🤖 AI Summary
To address three critical challenges in deploying Large AI Models (LAIMs) for low-altitude economy applications—severe onboard resource constraints, model-environment misalignment under dynamic physical conditions, and fragmentation among perception, communication, and computation—this paper proposes a hierarchical LAIM collaborative deployment framework. Methodologically, it establishes a co-evolution mechanism between low-altitude systems and LAIMs, designs a task-oriented elastic execution pipeline to enable deep integration of perception-communication-computation scheduling, and incorporates model lightweight adaptation, environment-aware inference, and layered architecture design to improve resource efficiency and environmental robustness.

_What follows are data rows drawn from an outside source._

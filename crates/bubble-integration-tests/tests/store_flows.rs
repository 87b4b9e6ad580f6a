//! # Store Flows
//!
//! Label stores written through the CLI handlers, reloaded from disk and
//! used for resolution, the way consecutive `bubble` invocations see them.

use bubble_cli::addresses::{run_addresses, AddressesArgs, AddressesCommand};
use bubble_cli::config::{ChainProvider, ToolsConfig};
use bubble_cli::did::{build_identifier, run_did, DidArgs, DidCommand};
use bubble_cli::providers::{run_providers, ProvidersArgs, ProvidersCommand};
use bubble_cli::wallet::{run_wallet, WalletArgs, WalletCommand};
use bubble_cli::LabelStores;
use bubble_registry::{AddressBook, StoreError};

fn workspace() -> (tempfile::TempDir, ToolsConfig) {
    let dir = tempfile::tempdir().unwrap();
    let config = ToolsConfig {
        app_dir: dir.path().join(".bubble-tools"),
    };
    (dir, config)
}

fn add_address(config: &ToolsConfig, label: &str, address: &str) {
    let args = AddressesArgs {
        command: AddressesCommand::Add {
            label: label.to_string(),
            address: address.to_string(),
            memo: None,
            lowercase: false,
        },
    };
    run_addresses(&args, config).unwrap();
}

#[test]
fn labels_written_by_one_run_resolve_in_the_next() {
    let (_dir, config) = workspace();
    add_address(&config, "address1", "0x1111111111111111111111111111111111111111");
    add_address(&config, "address2", "0x2222222222222222222222222222222222222222");
    run_wallet(
        &WalletArgs {
            command: WalletCommand::Import {
                label: "key3".to_string(),
                address: "0x3333333333333333333333333333333333333333".to_string(),
                public_key: None,
            },
        },
        &config,
    )
    .unwrap();
    run_providers(
        &ProvidersArgs {
            command: ProvidersCommand::Add {
                label: "server1".to_string(),
                url: "https://server1.com/path1/".to_string(),
                id: "address2".to_string(),
            },
        },
        &config,
    )
    .unwrap();

    let stores = LabelStores::load(&config).unwrap();
    let id = build_identifier(&stores, "address1", Some("server1"), Some("key3")).unwrap();
    assert_eq!(
        id.to_did(),
        "did:bubble:11EnrGHeqCd5UQ2jTW2Mo32o6a2GG\
         ?vault=LYyeMWjMTD9CJkrtKGVBu3Gcv6QSrmbZFFvJcEHQx4TnAyoLXAug9ZCFNUD82fY1Z5THNiAUt45dfXQePPZRUHJfL2\
         &file=iNYnrxVbsERC6CNW55P76PHi4nn"
    );
}

#[test]
fn address_book_file_is_sorted_json() {
    let (_dir, config) = workspace();
    add_address(&config, "Zed", "0x1111111111111111111111111111111111111111");
    add_address(&config, "amy", "0x2222222222222222222222222222222222222222");

    let raw = std::fs::read_to_string(config.addresses_file()).unwrap();
    let json: serde_json::Value = serde_json::from_str(&raw).unwrap();
    let labels: Vec<&str> = json
        .as_array()
        .unwrap()
        .iter()
        .map(|e| e["label"].as_str().unwrap())
        .collect();
    assert_eq!(labels, ["amy", "zed"]);
    assert!(json[0].get("memo").is_none());
}

#[test]
fn address_from_did_stores_contract() {
    let (_dir, config) = workspace();
    add_address(&config, "nft", "did:bubble:11EnrGHeqCd5UQ2jTW2Mo32o6a2GG?file=iNYnrxVbsERC6CNW55P76PHi4nn");
    let book = config.address_book().unwrap();
    assert_eq!(
        book.get("NFT").unwrap().address.as_str(),
        "0x1111111111111111111111111111111111111111"
    );
}

#[test]
fn duplicate_provider_url_is_rejected_across_runs() {
    let (_dir, config) = workspace();
    let add = |label: &str, url: &str| ProvidersArgs {
        command: ProvidersCommand::Add {
            label: label.to_string(),
            url: url.to_string(),
            id: "0x2222222222222222222222222222222222222222".to_string(),
        },
    };
    run_providers(&add("one", "https://server1.com/"), &config).unwrap();
    let err = run_providers(&add("two", "HTTPS://SERVER1.COM/"), &config).unwrap_err();
    assert!(matches!(
        err.downcast_ref::<StoreError>(),
        Some(StoreError::DuplicateUrl(_))
    ));
}

#[test]
fn corrupt_store_file_is_reported() {
    let (_dir, config) = workspace();
    std::fs::create_dir_all(&config.app_dir).unwrap();
    std::fs::write(config.addresses_file(), "{ not json").unwrap();
    assert!(matches!(
        AddressBook::load(&config.addresses_file()),
        Err(StoreError::Json { .. })
    ));
    assert!(LabelStores::load(&config).is_err());
}

#[test]
fn decode_writes_provider_template_only_into_existing_dir() {
    let (_dir, config) = workspace();
    let decode = DidArgs {
        command: DidCommand::Decode {
            did: "did:bubble:11EnrGHeqCd5UQ2jTW2Mo32o6a2GG".to_string(),
            json: false,
        },
    };
    run_did(&decode, &config).unwrap();
    assert!(!config.app_dir.exists());

    std::fs::create_dir_all(&config.app_dir).unwrap();
    run_did(&decode, &config).unwrap();
    assert_eq!(
        ChainProvider::load(&config.app_dir).unwrap(),
        ChainProvider::bubblenet()
    );
    assert!(config.provider_file().exists());
}
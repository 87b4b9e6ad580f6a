//! # EIP-55 Checksum Casing
//!
//! Mixed-case address rendering where the case of each hex letter encodes
//! one bit of the Keccak-256 hash of the lower-case address.

use bubble_core::Address;

use crate::keccak::keccak256;

/// Render an address with EIP-55 checksum casing.
pub fn to_checksum_address(address: &Address) -> String {
    let lower = hex::encode(address.as_bytes());
    let hash = keccak256(lower.as_bytes());
    let digits: String = lower
        .chars()
        .enumerate()
        .map(|(i, c)| {
            let shift = if i % 2 == 0 { 4 } else { 0 };
            let nibble = (hash[i / 2] >> shift) & 0x0f;
            if c.is_ascii_alphabetic() && nibble >= 8 {
                c.to_ascii_uppercase()
            } else {
                c
            }
        })
        .collect();
    format!("0x{digits}")
}

/// Returns true if `s` is an address whose casing matches its EIP-55 checksum.
///
/// All-lower and all-upper addresses carry no checksum and are not accepted.
pub fn is_checksum_address(s: &str) -> bool {
    Address::parse(s).is_ok_and(|a| to_checksum_address(&a) == s)
}
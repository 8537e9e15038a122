//! Conversion of one raw column into a scalar [`Value`].
//!
//! Every function here returns errors without a location; the caller knows which
//! column the text came from and attaches it.

use std::str::FromStr;

use crate::error::{Error, Location};
use crate::options::Options;
use crate::schema::{FloatType, IntType, SchemaKind};
use crate::value::Value;

/// Parse a boolean. Only `true` and `false` are accepted, in any letter case.
pub(crate) fn parse_bool(raw: &str) -> Result<bool, Error> {
    if raw.eq_ignore_ascii_case("true") {
        Ok(true)
    } else if raw.eq_ignore_ascii_case("false") {
        Ok(false)
    } else {
        Err(Error::value_format(raw, "bool"))
    }
}

fn parse_number<T: FromStr>(raw: &str, target: &'static str) -> Result<T, Error> {
    raw.parse::<T>()
        .map_err(|_| Error::value_format(raw, target))
}

/// Parse an integer of the given width, widened to `i64`/`u64`.
pub(crate) fn parse_int(raw: &str, ty: IntType) -> Result<Value, Error> {
    let target = ty.name();
    Ok(match ty {
        IntType::I8 => Value::Int(parse_number::<i8>(raw, target)?.into()),
        IntType::I16 => Value::Int(parse_number::<i16>(raw, target)?.into()),
        IntType::I32 => Value::Int(parse_number::<i32>(raw, target)?.into()),
        IntType::I64 => Value::Int(parse_number::<i64>(raw, target)?),
        IntType::U8 => Value::UInt(parse_number::<u8>(raw, target)?.into()),
        IntType::U16 => Value::UInt(parse_number::<u16>(raw, target)?.into()),
        IntType::U32 => Value::UInt(parse_number::<u32>(raw, target)?.into()),
        IntType::U64 => Value::UInt(parse_number::<u64>(raw, target)?),
    })
}

pub(crate) fn parse_float(raw: &str, ty: FloatType) -> Result<f64, Error> {
    match ty {
        FloatType::F32 => parse_number::<f32>(raw, "f32").map(f64::from),
        FloatType::F64 => parse_number::<f64>(raw, "f64"),
    }
}

/// Parse a collection size: a non-negative integer.
pub(crate) fn parse_count(raw: &str) -> Result<usize, Error> {
    parse_number::<usize>(raw, "collection size")
}

/// Exactly one Unicode scalar value.
pub(crate) fn parse_char(raw: &str) -> Result<char, Error> {
    let mut chars = raw.chars();
    match (chars.next(), chars.next()) {
        (Some(c), None) => Ok(c),
        _ => Err(Error::InvalidCharLength {
            raw: raw.to_owned(),
            location: Location::UNKNOWN,
        }),
    }
}

pub(crate) fn parse_null(raw: &str, null: &str) -> Result<(), Error> {
    if raw == null {
        Ok(())
    } else {
        Err(Error::NullSentinelMismatch {
            raw: raw.to_owned(),
            expected: null.to_owned(),
            location: Location::UNKNOWN,
        })
    }
}

pub(crate) fn parse_unit(raw: &str, unit: &str) -> Result<(), Error> {
    if raw == unit {
        Ok(())
    } else {
        Err(Error::UnitSentinelMismatch {
            raw: raw.to_owned(),
            expected: unit.to_owned(),
            location: Location::UNKNOWN,
        })
    }
}

/// Case-sensitive match against the declared variant names.
pub(crate) fn parse_enum(raw: &str, variants: &[String]) -> Result<String, Error> {
    if variants.iter().any(|v| v == raw) {
        Ok(raw.to_owned())
    } else {
        Err(Error::UnknownEnumVariant {
            raw: raw.to_owned(),
            location: Location::UNKNOWN,
        })
    }
}

/// Decode `raw` as the primitive `kind`. Returns `None` for structural kinds.
pub(crate) fn parse_primitive(
    raw: &str,
    kind: &SchemaKind,
    options: &Options,
) -> Option<Result<Value, Error>> {
    let value = match kind {
        SchemaKind::Bool => parse_bool(raw).map(Value::Bool),
        SchemaKind::Int(ty) => parse_int(raw, *ty),
        SchemaKind::Float(ty) => parse_float(raw, *ty).map(Value::Float),
        SchemaKind::Char => parse_char(raw).map(Value::Char),
        SchemaKind::String => Ok(Value::String(raw.to_owned())),
        SchemaKind::Unit => parse_unit(raw, &options.unit_string).map(|()| Value::Unit),
        SchemaKind::Enum(variants) => parse_enum(raw, variants).map(Value::Enum),
        _ => return None,
    };
    Some(value)
}
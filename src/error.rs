//! Defines error and its location
use std::fmt;

use serde::de::{self};

/// Line/column location within the source text (1-indexed).
///
/// `line` is the physical line where the record starts, `column` is the index of
/// the field within its record (not a character offset).
#[derive(Clone, Copy, Debug, PartialEq, Eq)]
pub struct Location {
    /// 1-indexed line number in the input stream.
    pub(crate) line: u64,
    /// 1-indexed field number within the record.
    pub(crate) column: u64,
}

impl Location {
    /// Sentinel value meaning "location unknown".
    ///
    /// Used when a precise position is not yet available at error creation time.
    pub const UNKNOWN: Self = Self { line: 0, column: 0 };

    /// Create a new location record.
    ///
    /// Arguments:
    /// - `line`: 1-indexed line.
    /// - `column`: 1-indexed field within the record.
    pub(crate) const fn new(line: u64, column: u64) -> Self {
        Self { line, column }
    }

    /// Line where the offending record starts.
    pub fn line(&self) -> u64 {
        self.line
    }

    /// Field number within the record.
    pub fn column(&self) -> u64 {
        self.column
    }
}

/// Error type compatible with `serde::de::Error`.
#[derive(Debug)]
pub enum Error {
    /// Free-form error with optional source location.
    Message {
        msg: String,
        location: Location,
    },
    /// A column could not be parsed as the requested numeric or boolean type.
    ValueFormat {
        raw: String,
        target: &'static str,
        location: Location,
    },
    /// A `char` column did not hold exactly one character.
    InvalidCharLength {
        raw: String,
        location: Location,
    },
    /// A null was decoded but the column did not hold the null sentinel.
    NullSentinelMismatch {
        raw: String,
        expected: String,
        location: Location,
    },
    /// A unit value was decoded but the column did not hold the unit sentinel.
    UnitSentinelMismatch {
        raw: String,
        expected: String,
        location: Location,
    },
    /// The column names no variant of the target enumeration.
    UnknownEnumVariant {
        raw: String,
        location: Location,
    },
    /// The discriminator column names no registered variant of a tagged union.
    UnknownVariantTag {
        raw: String,
        location: Location,
    },
    /// The descriptor has no structural category this format can decode here.
    UnsupportedStructure {
        name: String,
        reason: &'static str,
        location: Location,
    },
    /// A collection or record ran out of columns before its declared size.
    StructuralUnderflow {
        expected: usize,
        found: usize,
        location: Location,
    },
    /// A column was requested past the end of the current record.
    UnexpectedEnd {
        location: Location,
    },
    /// Columns or records were left over after the value was complete.
    TrailingColumns {
        count: usize,
        location: Location,
    },
    /// Structures nested deeper than [`crate::Options::max_depth`].
    DepthLimitExceeded {
        depth: usize,
        location: Location,
    },
    /// The tokenizer rejected the input.
    Csv {
        cause: csv::Error,
        location: Location,
    },
    /// Unexpected I/O error. This may happen only when deserializing from a reader.
    IOError {
        cause: std::io::Error,
    },
}

impl Error {
    /// Construct a `Message` error with no known location.
    ///
    /// Called by:
    /// - Serde custom errors and the value bridge.
    pub(crate) fn msg<S: Into<String>>(s: S) -> Self {
        Error::Message {
            msg: s.into(),
            location: Location::UNKNOWN,
        }
    }

    pub(crate) fn value_format(raw: &str, target: &'static str) -> Self {
        Error::ValueFormat {
            raw: raw.to_owned(),
            target,
            location: Location::UNKNOWN,
        }
    }

    pub(crate) fn unsupported(name: &str, reason: &'static str) -> Self {
        Error::UnsupportedStructure {
            name: name.to_owned(),
            reason,
            location: Location::UNKNOWN,
        }
    }

    pub(crate) fn underflow(expected: usize, found: usize) -> Self {
        Error::StructuralUnderflow {
            expected,
            found,
            location: Location::UNKNOWN,
        }
    }

    /// Construct an unexpected end-of-record error with unknown location.
    pub(crate) fn unexpected_end() -> Self {
        Error::UnexpectedEnd {
            location: Location::UNKNOWN,
        }
    }

    /// Map a tokenizer failure. The cursor attaches the line.
    pub(crate) fn from_csv(cause: csv::Error) -> Self {
        if cause.is_io_error() {
            // Unwrap the I/O error so callers can match on `IOError` like other readers.
            return match cause.into_kind() {
                csv::ErrorKind::Io(cause) => Error::IOError { cause },
                other => Error::msg(format!("{other:?}")),
            };
        }
        Error::Csv {
            cause,
            location: Location::UNKNOWN,
        }
    }

    /// Attach/override a concrete location to this error and return it.
    ///
    /// Errors that already carry a known location keep it: the innermost failure
    /// is the most precise one.
    pub(crate) fn with_location(mut self, set_location: Location) -> Self {
        match &mut self {
            Error::Message { location, .. }
            | Error::ValueFormat { location, .. }
            | Error::InvalidCharLength { location, .. }
            | Error::NullSentinelMismatch { location, .. }
            | Error::UnitSentinelMismatch { location, .. }
            | Error::UnknownEnumVariant { location, .. }
            | Error::UnknownVariantTag { location, .. }
            | Error::UnsupportedStructure { location, .. }
            | Error::StructuralUnderflow { location, .. }
            | Error::UnexpectedEnd { location }
            | Error::TrailingColumns { location, .. }
            | Error::DepthLimitExceeded { location, .. }
            | Error::Csv { location, .. } => {
                if *location == Location::UNKNOWN {
                    *location = set_location;
                }
            }
            Error::IOError { .. } => {} // this error does not support location
        }
        self
    }

    /// If the error has a known location, return it.
    ///
    /// Returns:
    /// - `Some(Location)` when coordinates are known; `None` otherwise.
    pub fn location(&self) -> Option<Location> {
        match self {
            Error::Message { location, .. }
            | Error::ValueFormat { location, .. }
            | Error::InvalidCharLength { location, .. }
            | Error::NullSentinelMismatch { location, .. }
            | Error::UnitSentinelMismatch { location, .. }
            | Error::UnknownEnumVariant { location, .. }
            | Error::UnknownVariantTag { location, .. }
            | Error::UnsupportedStructure { location, .. }
            | Error::StructuralUnderflow { location, .. }
            | Error::UnexpectedEnd { location }
            | Error::TrailingColumns { location, .. }
            | Error::DepthLimitExceeded { location, .. }
            | Error::Csv { location, .. } => {
                if location != &Location::UNKNOWN {
                    Some(*location)
                } else {
                    None
                }
            }
            Error::IOError { .. } => None,
        }
    }
}

impl fmt::Display for Error {
    fn fmt(&self, f: &mut fmt::Formatter<'_>) -> fmt::Result {
        match self {
            Error::Message { msg, location } => fmt_with_location(f, msg, location),
            Error::ValueFormat { raw, target, location } => {
                fmt_with_location(f, &format!("invalid {target}: `{raw}`"), location)
            }
            Error::InvalidCharLength { raw, location } => fmt_with_location(
                f,
                &format!("invalid char: expected exactly one character, found `{raw}`"),
                location,
            ),
            Error::NullSentinelMismatch { raw, expected, location } => fmt_with_location(
                f,
                &format!("expected null `{expected}` but was `{raw}`"),
                location,
            ),
            Error::UnitSentinelMismatch { raw, expected, location } => fmt_with_location(
                f,
                &format!("expected unit `{expected}` but was `{raw}`"),
                location,
            ),
            Error::UnknownEnumVariant { raw, location } => {
                fmt_with_location(f, &format!("unknown enum variant `{raw}`"), location)
            }
            Error::UnknownVariantTag { raw, location } => {
                fmt_with_location(f, &format!("unknown variant tag `{raw}`"), location)
            }
            Error::UnsupportedStructure { name, reason, location } => fmt_with_location(
                f,
                &format!("unsupported structure `{name}`: {reason}"),
                location,
            ),
            Error::StructuralUnderflow { expected, found, location } => fmt_with_location(
                f,
                &format!("expected {expected} elements but input ended after {found}"),
                location,
            ),
            Error::UnexpectedEnd { location } => {
                fmt_with_location(f, "unexpected end of record", location)
            }
            Error::TrailingColumns { count, location } => {
                fmt_with_location(f, &format!("{count} unexpected trailing column(s)"), location)
            }
            Error::DepthLimitExceeded { depth, location } => fmt_with_location(
                f,
                &format!("structures nested deeper than {depth} levels"),
                location,
            ),
            Error::Csv { cause, location } => fmt_with_location(f, &cause.to_string(), location),
            Error::IOError { cause } => write!(f, "IO error: {}", cause),
        }
    }
}

impl std::error::Error for Error {
    fn source(&self) -> Option<&(dyn std::error::Error + 'static)> {
        match self {
            Error::Csv { cause, .. } => Some(cause),
            Error::IOError { cause } => Some(cause),
            _ => None,
        }
    }
}

impl de::Error for Error {
    fn custom<T: fmt::Display>(msg: T) -> Self {
        Error::msg(msg.to_string())
    }
}

impl From<std::io::Error> for Error {
    fn from(cause: std::io::Error) -> Self {
        Error::IOError { cause }
    }
}

/// Print a message optionally suffixed with "at line X, column Y".
fn fmt_with_location(f: &mut fmt::Formatter<'_>, msg: &str, location: &Location) -> fmt::Result {
    if location != &Location::UNKNOWN {
        write!(f, "{msg} at line {}, column {}", location.line, location.column)
    } else {
        write!(f, "{msg}")
    }
}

Experimental validation in realistic low-altitude scenarios demonstrates that the framework significantly enhances service responsiveness (≥35% reduction in latency) and adaptability to dynamic environments. It thus provides a scalable, highly reliable paradigm for empowering low-altitude intelligent agents with LAIMs.
📝 Abstract
Low-altitude economy (LAE) represents an emerging economic paradigm that redefines commercial and social aerial activities. Large artificial intelligence models (LAIMs) offer transformative potential to further enhance the intelligence of LAE services. However, deploying LAIMs in LAE poses several challenges, including the significant gap between their computational/storage demands and the limited onboard resources of LAE entities, the mismatch between lab-trained LAIMs and dynamic physical environments, and the inefficiencies of traditional decoupled designs for sensing, communication, and computation. To address these issues, we first propose a hierarchical system architecture tailored for LAIM deployment and present representative LAE application scenarios. Next, we explore key enabling techniques that facilitate the mutual co-evolution of LAIMs and low-altitude systems, and introduce a task-oriented execution pipeline for scalable and adaptive service delivery. Then, the proposed framework is validated through real-world case studies. Finally, we outline open challenges to inspire future research.